> _DATA FOR THIS EXERCISE_:
-- Opening Marker --
use std::collections::HashMap;
use std::sync::Arc;

use chrono::{DateTime, Utc};
use sea_orm::{
    ActiveModelBehavior, ActiveModelTrait, ColumnTrait, ConnectionTrait, DbErr, EntityTrait,
    PaginatorTrait, QueryFilter, QueryOrder, QuerySelect, Set, TransactionTrait,
};
use serde::Serialize;

use crate::database::Database;
use crate::entities::{artist, show, venue};
use crate::genres::Genres;
use crate::services::error::{ListingError, ListingResult};
use crate::services::forms::{NewVenue, ValidVenue};
use crate::services::schedule::Schedule;
use crate::services::{PLACEHOLDER_NAME, SearchResults, UNKNOWN_CITY};

/// All venues sharing one exact `(city, state)` pair.
#[derive(Debug, Clone, PartialEq, Eq, Serialize)]
pub struct VenueArea {
    pub city: String,
    pub state: String,
    pub venues: Vec<VenueSummary>,
}

#[derive(Debug, Clone, PartialEq, Eq, Serialize)]
pub struct VenueSummary {
    pub id: i64,
    pub name: String,
    pub num_upcoming_shows: u64,
}

/// Everything about a venue except its shows. Also the edit form's contents.
#[derive(Debug, Clone, PartialEq, Eq, Serialize)]
pub struct VenueProfile {
    pub id: i64,
    pub name: String,
    pub genres: Genres,
    pub address: String,
    pub city: String,
    pub state: String,
    pub phone: String,
    pub website: Option<String>,
    pub facebook_link: Option<String>,
    pub seeking_talent: bool,
    pub seeking_description: Option<String>,
    pub image_link: String,
}

impl From<venue::Model> for VenueProfile {
    fn from(model: venue::Model) -> Self {
        Self {
            id: model.id,
            name: model.name,
            genres: Genres::from_storage(&model.genres),
            address: model.address,
            city: model.city,
            state: model.state,
            phone: model.phone,
            website: model.website_link,
            facebook_link: model.facebook_link,
            seeking_talent: model.seeking,
            seeking_description: model.seeking_comment,
            image_link: model.image_link,
        }
    }
}

/// A show at the venue, with the performing artist resolved.
#[derive(Debug, Clone, PartialEq, Eq, Serialize)]
pub struct ShowWithArtist {
    pub artist_id: i64,
    pub artist_name: String,
    pub artist_image_link: String,
    pub start_time: DateTime<Utc>,
}

#[derive(Debug, Clone, PartialEq, Eq, Serialize)]
pub struct VenueDetail {
    #[serde(flatten)]
    pub venue: VenueProfile,
    pub past_shows: Vec<ShowWithArtist>,
    pub upcoming_shows: Vec<ShowWithArtist>,
    pub past_shows_count: usize,
    pub upcoming_shows_count: usize,
}

pub struct VenueService {
    db: Arc<Database>,
}

impl VenueService {
    pub fn new(db: Arc<Database>) -> Self {
        Self { db }
    }

    /// Group venues by `(city, state)` and count each venue's shows starting
    /// after `now`.
    ///
    /// Areas appear in the order their first venue was created; venues
    /// within an area are ordered by id. Venues in the unknown city are left out.
    pub async fn list_areas(&self, now: DateTime<Utc>) -> ListingResult<Vec<VenueArea>> {
        let venues = venue::Entity::find()
            .filter(venue::Column::City.ne(UNKNOWN_CITY))
            .order_by_asc(venue::Column::Id)
            .all(&self.db.conn)
            .await?;

        let upcoming = upcoming_show_counts(&self.db.conn, now).await?;

        let mut areas: Vec<VenueArea> = Vec::new();
        let mut area_index: HashMap<(String, String), usize> = HashMap::new();

        for venue in venues {
            let summary = VenueSummary {
                id: venue.id,
                num_upcoming_shows: upcoming.get(&venue.id).copied().unwrap_or(0),
                name: venue.name,
            };

            let key = (venue.city, venue.state);
            if let Some(&index) = area_index.get(&key) {
                areas[index].venues.push(summary);
                continue;
            }

            area_index.insert(key.clone(), areas.len());
            areas.push(VenueArea {
                city: key.0,
                state: key.1,
                venues: vec![summary],
            });
        }

        log::debug!("Listed {} venue area(s)", areas.len());
        Ok(areas)
    }

    /// Case-insensitive substring search on venue names.
    pub async fn search(&self, term: &str) -> ListingResult<SearchResults> {
        let rows = venue::Entity::find()
            .select_only()
            .column(venue::Column::Id)
            .column(venue::Column::Name)
            .filter(venue::Column::Name.ne(PLACEHOLDER_NAME))
            .order_by_asc(venue::Column::Id)
            .into_tuple::<(i64, String)>()
            .all(&self.db.conn)
            .await?;

        let results = SearchResults::matching(rows, term);
        log::debug!("Venue search '{}' matched {}", term, results.count);
        Ok(results)
    }

    pub async fn profile(&self, id: i64) -> ListingResult<VenueProfile> {
        let venue = venue::Entity::find_by_id(id)
            .one(&self.db.conn)
            .await?
            .ok_or_else(|| ListingError::not_found("Venue", id))?;

        Ok(venue.into())
    }

    /// The venue with its shows split into past and upcoming relative to `now`.
    pub async fn detail(&self, id: i64, now: DateTime<Utc>) -> ListingResult<VenueDetail> {
        let venue = venue::Entity::find_by_id(id)
            .one(&self.db.conn)
            .await?
            .ok_or_else(|| ListingError::not_found("Venue", id))?;

        let shows = show::Entity::find()
            .filter(show::Column::VenueId.eq(id))
            .find_also_related(artist::Entity)
            .all(&self.db.conn)
            .await?;

        let shows = shows
            .into_iter()
            .map(|(show, artist)| {
                artist.map(|artist| (show.date, artist)).ok_or_else(|| {
                    DbErr::RecordNotFound(format!(
                        "Artist {} of show {} not found",
                        show.artist_id, show.id
                    ))
                })
            })
            .collect::<Result<Vec<_>, DbErr>>()?;

        let schedule = Schedule::partition(shows, now, |start_time, artist| ShowWithArtist {
            artist_id: artist.id,
            artist_name: artist.name,
            artist_image_link: artist.image_link,
            start_time,
        });

        Ok(VenueDetail {
            venue: venue.into(),
            past_shows_count: schedule.past.len(),
            upcoming_shows_count: schedule.upcoming.len(),
            past_shows: schedule.past,
            upcoming_shows: schedule.upcoming,
        })
    }

    pub async fn create(&self, venue: NewVenue) -> ListingResult<VenueProfile> {
        let valid = venue.validate().inspect_err(|e| {
            log::warn!("Venue could not be listed: {}", e);
        })?;

        let mut model = venue::ActiveModel::new();
        apply_venue(&mut model, valid);

        let result = self
            .db
            .conn
            .transaction::<_, venue::Model, ListingError>(|txn| {
                Box::pin(async move { Ok(model.insert(txn).await?) })
            })
            .await
            .map_err(ListingError::from);

        match result {
            Ok(created) => {
                log::info!(
                    "Venue '{}' was successfully listed (ID: {})",
                    created.name,
                    created.id
                );
                Ok(created.into())
            }
            Err(e) => {
                log::error!("An error occurred. Venue could not be listed: {}", e);
                Err(e)
            }
        }
    }

    pub async fn update(&self, id: i64, venue: NewVenue) -> ListingResult<VenueProfile> {
        let valid = venue.validate()?;

        let updated = self
            .db
            .conn
            .transaction::<_, venue::Model, ListingError>(|txn| {
                Box::pin(async move {
                    let existing = venue::Entity::find_by_id(id)
                        .one(txn)
                        .await?
                        .ok_or_else(|| ListingError::not_found("Venue", id))?;

                    let mut model: venue::ActiveModel = existing.into();
                    apply_venue(&mut model, valid);
                    Ok(model.update(txn).await?)
                })
            })
            .await
            .map_err(ListingError::from)
            .inspect_err(|e| log::warn!("Venue {} could not be updated: {}", id, e))?;

        log::info!("Venue '{}' updated (ID: {})", updated.name, updated.id);
        Ok(updated.into())
    }

    /// Delete a venue. Fails without changing anything while shows still
    /// reference it. Deleting an id that does not exist succeeds.
    pub async fn delete(&self, id: i64) -> ListingResult<()> {
        let deleted = self
            .db
            .conn
            .transaction::<_, u64, ListingError>(|txn| {
                Box::pin(async move {
                    let dependents = show::Entity::find()
                        .filter(show::Column::VenueId.eq(id))
                        .count(txn)
                        .await?;
                    if dependents > 0 {
                        return Err(ListingError::ConstraintViolation(format!(
                            "Venue {} still has {} show(s)",
                            id, dependents
                        )));
                    }

                    let result = venue::Entity::delete_by_id(id).exec(txn).await?;
                    Ok(result.rows_affected)
                })
            })
            .await
            .map_err(ListingError::from)
            .inspect_err(|e| log::warn!("Venue {} could not be deleted: {}", id, e))?;

        if deleted == 0 {
            log::warn!("Venue {} did not exist, nothing deleted", id);
        } else {
            log::info!("Venue {} successfully deleted", id);
        }
        Ok(())
    }
}

fn apply_venue(model: &mut venue::ActiveModel, valid: ValidVenue) {
    let profile = valid.profile;
    model.name = Set(profile.name);
    model.city = Set(profile.city);
    model.state = Set(profile.state);
    model.address = Set(valid.address);
    model.phone = Set(profile.phone);
    model.image_link = Set(profile.image_link);
    model.website_link = Set(profile.website_link);
    model.facebook_link = Set(profile.facebook_link);
    model.genres = Set(profile.genres.to_storage());
    model.seeking = Set(profile.seeking);
    model.seeking_comment = Set(profile.seeking_comment);
}

/// Number of shows per venue starting strictly after `now`.
async fn upcoming_show_counts<C>(conn: &C, now: DateTime<Utc>) -> ListingResult<HashMap<i64, u64>>
where
    C: ConnectionTrait,
{
    let rows = show::Entity::find()
        .select_only()
        .column(show::Column::VenueId)
        .column_as(show::Column::Id.count(), "upcoming")
        .filter(show::Column::Date.gt(now))
        .group_by(show::Column::VenueId)
        .into_tuple::<(i64, i64)>()
        .all(conn)
        .await?;

    Ok(rows
        .into_iter()
        .map(|(venue_id, count)| (venue_id, count as u64))
        .collect())
}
-- Closing Marker --
Say the number of data lines holding "dependents", without any other words.

3